(Exercise requirements)
Gather the lines below that include the string "RowBlock", copying each in full.

════════════════════

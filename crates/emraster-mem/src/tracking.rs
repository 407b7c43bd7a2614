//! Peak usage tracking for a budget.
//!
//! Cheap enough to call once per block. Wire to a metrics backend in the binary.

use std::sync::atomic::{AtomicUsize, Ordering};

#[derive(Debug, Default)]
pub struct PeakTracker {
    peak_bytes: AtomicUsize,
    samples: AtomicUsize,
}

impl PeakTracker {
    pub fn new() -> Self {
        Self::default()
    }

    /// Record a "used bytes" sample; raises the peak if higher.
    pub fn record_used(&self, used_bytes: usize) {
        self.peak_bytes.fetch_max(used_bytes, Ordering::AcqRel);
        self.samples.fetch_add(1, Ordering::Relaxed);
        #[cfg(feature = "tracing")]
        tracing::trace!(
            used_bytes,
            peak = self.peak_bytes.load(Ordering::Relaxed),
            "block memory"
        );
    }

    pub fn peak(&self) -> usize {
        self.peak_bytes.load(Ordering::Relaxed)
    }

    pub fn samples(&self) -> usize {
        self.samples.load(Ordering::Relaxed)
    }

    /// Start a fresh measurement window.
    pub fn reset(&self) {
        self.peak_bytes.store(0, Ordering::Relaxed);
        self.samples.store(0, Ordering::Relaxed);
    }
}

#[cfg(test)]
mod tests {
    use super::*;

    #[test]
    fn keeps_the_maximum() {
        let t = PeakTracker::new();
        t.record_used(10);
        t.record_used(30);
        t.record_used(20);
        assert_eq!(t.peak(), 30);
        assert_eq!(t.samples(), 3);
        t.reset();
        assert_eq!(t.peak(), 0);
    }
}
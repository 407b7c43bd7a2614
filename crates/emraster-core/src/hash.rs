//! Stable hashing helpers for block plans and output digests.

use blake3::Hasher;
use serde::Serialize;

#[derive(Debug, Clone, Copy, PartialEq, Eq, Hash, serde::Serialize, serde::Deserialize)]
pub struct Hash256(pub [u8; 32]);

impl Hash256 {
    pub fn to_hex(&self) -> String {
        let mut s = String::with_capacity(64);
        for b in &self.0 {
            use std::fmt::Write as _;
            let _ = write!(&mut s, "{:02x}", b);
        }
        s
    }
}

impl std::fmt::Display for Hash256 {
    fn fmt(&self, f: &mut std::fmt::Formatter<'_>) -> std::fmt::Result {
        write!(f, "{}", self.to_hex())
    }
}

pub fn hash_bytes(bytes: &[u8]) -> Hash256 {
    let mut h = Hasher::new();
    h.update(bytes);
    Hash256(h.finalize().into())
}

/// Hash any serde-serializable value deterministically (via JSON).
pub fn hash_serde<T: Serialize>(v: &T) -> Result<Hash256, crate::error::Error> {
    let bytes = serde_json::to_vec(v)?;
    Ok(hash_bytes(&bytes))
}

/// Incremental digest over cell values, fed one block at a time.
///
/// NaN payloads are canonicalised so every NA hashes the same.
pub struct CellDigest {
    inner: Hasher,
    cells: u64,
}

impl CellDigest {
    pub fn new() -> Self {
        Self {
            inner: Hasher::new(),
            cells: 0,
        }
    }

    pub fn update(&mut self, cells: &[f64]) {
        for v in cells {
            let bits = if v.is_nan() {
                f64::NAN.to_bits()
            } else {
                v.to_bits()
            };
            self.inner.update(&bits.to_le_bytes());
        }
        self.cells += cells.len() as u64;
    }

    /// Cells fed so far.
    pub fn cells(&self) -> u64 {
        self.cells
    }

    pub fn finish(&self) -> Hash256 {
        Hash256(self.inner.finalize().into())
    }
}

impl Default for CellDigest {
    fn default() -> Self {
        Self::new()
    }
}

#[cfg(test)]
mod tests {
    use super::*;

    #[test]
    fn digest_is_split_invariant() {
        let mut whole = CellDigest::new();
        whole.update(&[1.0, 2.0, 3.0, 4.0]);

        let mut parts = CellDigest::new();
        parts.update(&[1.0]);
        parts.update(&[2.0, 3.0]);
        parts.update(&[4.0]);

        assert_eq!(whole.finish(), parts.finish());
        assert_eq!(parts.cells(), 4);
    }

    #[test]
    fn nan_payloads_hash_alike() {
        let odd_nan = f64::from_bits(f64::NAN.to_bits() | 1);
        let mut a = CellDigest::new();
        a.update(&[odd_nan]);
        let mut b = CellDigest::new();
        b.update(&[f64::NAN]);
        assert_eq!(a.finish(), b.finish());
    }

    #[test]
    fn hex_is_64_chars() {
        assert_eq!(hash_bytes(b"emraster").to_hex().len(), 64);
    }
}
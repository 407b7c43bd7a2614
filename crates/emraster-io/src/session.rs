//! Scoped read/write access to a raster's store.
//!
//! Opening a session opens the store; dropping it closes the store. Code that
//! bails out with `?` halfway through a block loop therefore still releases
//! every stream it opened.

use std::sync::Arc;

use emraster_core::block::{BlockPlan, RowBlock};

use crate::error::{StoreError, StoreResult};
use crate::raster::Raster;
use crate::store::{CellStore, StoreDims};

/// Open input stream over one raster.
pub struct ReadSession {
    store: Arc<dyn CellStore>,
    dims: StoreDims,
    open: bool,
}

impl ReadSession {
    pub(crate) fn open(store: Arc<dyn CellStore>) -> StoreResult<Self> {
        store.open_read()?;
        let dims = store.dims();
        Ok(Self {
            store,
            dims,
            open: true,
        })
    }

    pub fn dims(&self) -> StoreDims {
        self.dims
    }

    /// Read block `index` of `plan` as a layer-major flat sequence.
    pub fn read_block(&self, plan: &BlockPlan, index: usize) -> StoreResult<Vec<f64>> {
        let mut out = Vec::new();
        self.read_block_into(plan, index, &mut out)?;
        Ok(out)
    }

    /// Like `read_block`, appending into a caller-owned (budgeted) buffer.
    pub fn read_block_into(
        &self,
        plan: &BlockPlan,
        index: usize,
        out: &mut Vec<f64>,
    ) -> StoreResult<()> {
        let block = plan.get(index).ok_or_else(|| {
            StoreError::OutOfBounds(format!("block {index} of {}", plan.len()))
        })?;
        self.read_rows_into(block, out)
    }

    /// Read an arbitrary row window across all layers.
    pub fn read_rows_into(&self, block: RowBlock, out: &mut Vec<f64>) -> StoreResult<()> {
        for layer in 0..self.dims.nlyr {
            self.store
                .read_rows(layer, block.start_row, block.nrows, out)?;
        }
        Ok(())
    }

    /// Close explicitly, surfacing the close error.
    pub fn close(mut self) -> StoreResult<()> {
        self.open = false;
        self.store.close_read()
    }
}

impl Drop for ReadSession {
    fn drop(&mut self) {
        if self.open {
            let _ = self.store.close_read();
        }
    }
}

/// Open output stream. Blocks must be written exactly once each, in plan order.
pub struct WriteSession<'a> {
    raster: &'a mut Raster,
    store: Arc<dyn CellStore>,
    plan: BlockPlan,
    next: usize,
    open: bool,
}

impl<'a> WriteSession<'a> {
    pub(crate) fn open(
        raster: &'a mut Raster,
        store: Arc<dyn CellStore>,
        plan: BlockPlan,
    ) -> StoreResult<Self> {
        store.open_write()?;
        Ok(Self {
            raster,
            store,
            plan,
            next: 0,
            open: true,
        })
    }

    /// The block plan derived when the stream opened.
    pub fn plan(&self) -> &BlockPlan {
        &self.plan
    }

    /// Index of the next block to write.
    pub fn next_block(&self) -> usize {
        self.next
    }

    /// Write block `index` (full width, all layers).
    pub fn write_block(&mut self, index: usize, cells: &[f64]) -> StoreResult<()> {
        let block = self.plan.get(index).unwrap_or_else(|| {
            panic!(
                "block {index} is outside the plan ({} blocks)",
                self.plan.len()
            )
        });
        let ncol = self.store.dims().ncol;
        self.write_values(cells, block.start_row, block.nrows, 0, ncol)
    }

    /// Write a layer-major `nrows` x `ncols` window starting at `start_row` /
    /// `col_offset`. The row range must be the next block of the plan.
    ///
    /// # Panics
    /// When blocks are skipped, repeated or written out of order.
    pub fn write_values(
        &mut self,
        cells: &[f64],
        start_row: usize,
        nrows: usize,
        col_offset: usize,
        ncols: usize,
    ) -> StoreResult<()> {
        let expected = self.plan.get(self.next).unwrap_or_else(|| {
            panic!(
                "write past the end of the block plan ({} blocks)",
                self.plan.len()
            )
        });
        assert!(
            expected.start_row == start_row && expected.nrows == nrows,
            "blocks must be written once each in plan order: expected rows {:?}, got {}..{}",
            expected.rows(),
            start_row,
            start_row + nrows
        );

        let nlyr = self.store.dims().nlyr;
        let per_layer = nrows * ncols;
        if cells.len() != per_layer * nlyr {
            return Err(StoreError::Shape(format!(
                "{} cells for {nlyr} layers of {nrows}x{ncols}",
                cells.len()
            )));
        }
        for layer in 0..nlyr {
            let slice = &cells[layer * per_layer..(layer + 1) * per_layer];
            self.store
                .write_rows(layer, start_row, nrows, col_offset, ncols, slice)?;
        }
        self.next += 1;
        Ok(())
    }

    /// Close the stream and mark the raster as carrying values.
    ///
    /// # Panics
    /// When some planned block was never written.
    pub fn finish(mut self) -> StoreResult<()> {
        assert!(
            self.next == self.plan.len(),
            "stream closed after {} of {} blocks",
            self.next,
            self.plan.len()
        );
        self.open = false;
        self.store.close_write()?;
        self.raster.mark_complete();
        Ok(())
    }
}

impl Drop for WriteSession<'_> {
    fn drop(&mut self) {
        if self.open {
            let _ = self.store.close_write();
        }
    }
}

════════════════════

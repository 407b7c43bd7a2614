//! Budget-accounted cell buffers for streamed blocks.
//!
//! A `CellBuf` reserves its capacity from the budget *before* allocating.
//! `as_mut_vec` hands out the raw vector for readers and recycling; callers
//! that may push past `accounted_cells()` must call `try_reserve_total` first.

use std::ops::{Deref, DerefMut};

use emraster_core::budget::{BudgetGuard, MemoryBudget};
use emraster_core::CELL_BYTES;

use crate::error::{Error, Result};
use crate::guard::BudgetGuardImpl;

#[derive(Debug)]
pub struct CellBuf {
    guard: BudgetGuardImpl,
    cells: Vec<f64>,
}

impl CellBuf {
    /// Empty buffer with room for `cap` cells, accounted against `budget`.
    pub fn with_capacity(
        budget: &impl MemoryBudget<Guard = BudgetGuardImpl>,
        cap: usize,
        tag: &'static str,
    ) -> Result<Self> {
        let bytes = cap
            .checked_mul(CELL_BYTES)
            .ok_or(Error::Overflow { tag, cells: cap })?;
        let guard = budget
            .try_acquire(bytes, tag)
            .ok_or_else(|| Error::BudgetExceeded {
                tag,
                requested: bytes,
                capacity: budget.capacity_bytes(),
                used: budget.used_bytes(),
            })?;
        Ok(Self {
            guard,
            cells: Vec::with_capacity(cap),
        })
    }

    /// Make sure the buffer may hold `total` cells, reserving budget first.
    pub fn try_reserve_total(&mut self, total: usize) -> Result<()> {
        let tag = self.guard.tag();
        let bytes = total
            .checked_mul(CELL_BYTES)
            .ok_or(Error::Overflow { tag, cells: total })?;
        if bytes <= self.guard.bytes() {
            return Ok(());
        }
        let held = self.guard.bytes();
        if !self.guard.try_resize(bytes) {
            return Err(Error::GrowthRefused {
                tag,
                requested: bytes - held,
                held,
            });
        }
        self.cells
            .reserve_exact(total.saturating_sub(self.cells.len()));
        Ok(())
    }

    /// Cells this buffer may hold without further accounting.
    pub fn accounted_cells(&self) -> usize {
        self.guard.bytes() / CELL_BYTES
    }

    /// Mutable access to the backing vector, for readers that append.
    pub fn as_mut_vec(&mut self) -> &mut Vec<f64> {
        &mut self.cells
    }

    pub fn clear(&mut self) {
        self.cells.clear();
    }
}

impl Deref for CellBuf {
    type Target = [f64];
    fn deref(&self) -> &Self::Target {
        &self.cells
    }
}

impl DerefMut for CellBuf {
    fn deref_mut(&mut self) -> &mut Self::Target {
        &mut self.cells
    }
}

════════════════════

(Task result)
use emraster_core::block::{BlockPlan, RowBlock};
    pub fn read_rows_into(&self, block: RowBlock, out: &mut Vec<f64>) -> StoreResult<()> {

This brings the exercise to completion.